## EXERCISE PROMPT
Check each line of the entries for "Bath" and report the ones that have it.

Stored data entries

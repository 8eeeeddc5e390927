//! Registry Entities
//!
//! Registry items, gift records and the rules deciding whether a gift fits.

use chrono::{DateTime, Utc};
use serde::{Deserialize, Serialize};

use super::entity::{DomainError, Entity};

/// Placeholder shown for items stored without an image
pub const PLACEHOLDER_IMAGE: &str = "https://placehold.co/800x600/e8ddd4/5e4838?text=Gift";

/// A registry item, serialized the way the site reads it
#[derive(Debug, Clone, PartialEq, Serialize, Deserialize)]
pub struct RegistryItem {
    pub id: String,
    pub label: String,
    pub description: String,
    pub price: f64,
    pub image: String,
    pub alt: String,
    /// None = unlimited (special fund)
    pub requested_quantity: Option<u32>,
    pub received_quantity: u32,
    pub purchase_link: String,
    #[serde(rename = "isSpecialFund")]
    pub is_special_fund: bool,
}

impl Entity for RegistryItem {
    type Id = String;

    fn id(&self) -> Self::Id {
        self.id.clone()
    }
}

impl RegistryItem {
    /// Remaining quantity, or None when the item takes unlimited gifts.
    pub fn remaining(&self) -> Option<u32> {
        if self.is_special_fund {
            return None;
        }
        self.requested_quantity
            .map(|requested| requested.saturating_sub(self.received_quantity))
    }

    /// Check whether `quantity` more can still be gifted.
    pub fn check_gift(&self, quantity: u32) -> Result<(), GiftValidationError> {
        match self.remaining() {
            None => Ok(()),
            Some(0) => Err(GiftValidationError::FullyGifted {
                label: self.label.clone(),
            }),
            Some(remaining) if quantity > remaining => Err(GiftValidationError::QuantityExceeded {
                label: self.label.clone(),
                remaining,
            }),
            Some(_) => Ok(()),
        }
    }

    /// Copy of the item with the placeholder image filled in.
    pub fn with_display_image(mut self) -> Self {
        if self.image.trim().is_empty() {
            self.image = PLACEHOLDER_IMAGE.to_string();
        }
        self
    }
}

/// A gift about to be recorded
#[derive(Debug, Clone, PartialEq)]
pub struct NewGift {
    pub item_label: String,
    pub first_name: String,
    pub last_name: String,
    pub email: String,
    pub quantity: u32,
    pub is_special_fund: bool,
}

/// A stored gift: who gave what
#[derive(Debug, Clone, PartialEq, Serialize, Deserialize)]
pub struct GiftRecord {
    pub id: i64,
    pub item_label: String,
    pub first_name: String,
    pub last_name: String,
    pub email: String,
    pub quantity: u32,
    pub is_special_fund: bool,
    pub created_at: DateTime<Utc>,
}

impl Entity for GiftRecord {
    type Id = i64;

    fn id(&self) -> Self::Id {
        self.id
    }
}

/// Reasons a gift cannot be accepted. Display text is shown to the guest.
#[derive(Debug, Clone, PartialEq, Eq, thiserror::Error)]
pub enum GiftValidationError {
    #[error("Registry item '{label}' was not found")]
    NotFound { label: String },
    #[error("Thank you, but '{label}' has already been fully gifted!")]
    FullyGifted { label: String },
    #[error("Only {remaining} more of '{label}' needed. Please adjust your quantity.")]
    QuantityExceeded { label: String, remaining: u32 },
}

/// Failure of a gift write: either the gift was rejected or storage failed.
#[derive(Debug, Clone, PartialEq, thiserror::Error)]
pub enum GiftError {
    #[error(transparent)]
    Rejected(#[from] GiftValidationError),
    #[error(transparent)]
    Storage(#[from] DomainError),
}

#[cfg(test)]
mod tests {
    use super::*;

    fn item(requested: Option<u32>, received: u32) -> RegistryItem {
        RegistryItem {
            id: "towel-set".into(),
            label: "Luxury Bath Towel Set".into(),
            description: String::new(),
            price: 120.0,
            image: String::new(),
            alt: String::new(),
            requested_quantity: requested,
            received_quantity: received,
            purchase_link: String::new(),
            is_special_fund: false,
        }
    }

    #[test]
    fn test_check_gift_within_remaining() {
        assert_eq!(item(Some(2), 1).check_gift(1), Ok(()));
    }

    #[test]
    fn test_check_gift_fully_gifted() {
        let err = item(Some(2), 2).check_gift(1).unwrap_err();
        assert_eq!(
            err.to_string(),
            "Thank you, but 'Luxury Bath Towel Set' has already been fully gifted!"
        );
    }

    #[test]
    fn test_check_gift_exceeds_remaining() {
        let err = item(Some(3), 1).check_gift(3).unwrap_err();
        assert_eq!(
            err,
            GiftValidationError::QuantityExceeded { label: "Luxury Bath Towel Set".into(), remaining: 2 }
        );
        assert_eq!(
            err.to_string(),
            "Only 2 more of 'Luxury Bath Towel Set' needed. Please adjust your quantity."
        );
    }

    #[test]
    fn test_unlimited_and_special_fund_never_reject() {
        assert_eq!(item(None, 40).check_gift(100), Ok(()));

        let mut fund = item(Some(1), 1);
        fund.is_special_fund = true;
        assert_eq!(fund.check_gift(5), Ok(()));
    }

    #[test]
    fn test_display_image_placeholder() {
        assert_eq!(item(None, 0).with_display_image().image, PLACEHOLDER_IMAGE);

        let mut with_image = item(None, 0);
        with_image.image = "https://picsum.photos/seed/towels/800/600".into();
        assert_eq!(
            with_image.with_display_image().image,
            "https://picsum.photos/seed/towels/800/600"
        );
    }
}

## ANSWER BOX
            label: "Luxury Bath Towel Set".into(),
            "Thank you, but 'Luxury Bath Towel Set' has already been fully gifted!"
            GiftValidationError::QuantityExceeded { label: "Luxury Bath Towel Set".into(), remaining: 2 }
            "Only 2 more of 'Luxury Bath Towel Set' needed. Please adjust your quantity."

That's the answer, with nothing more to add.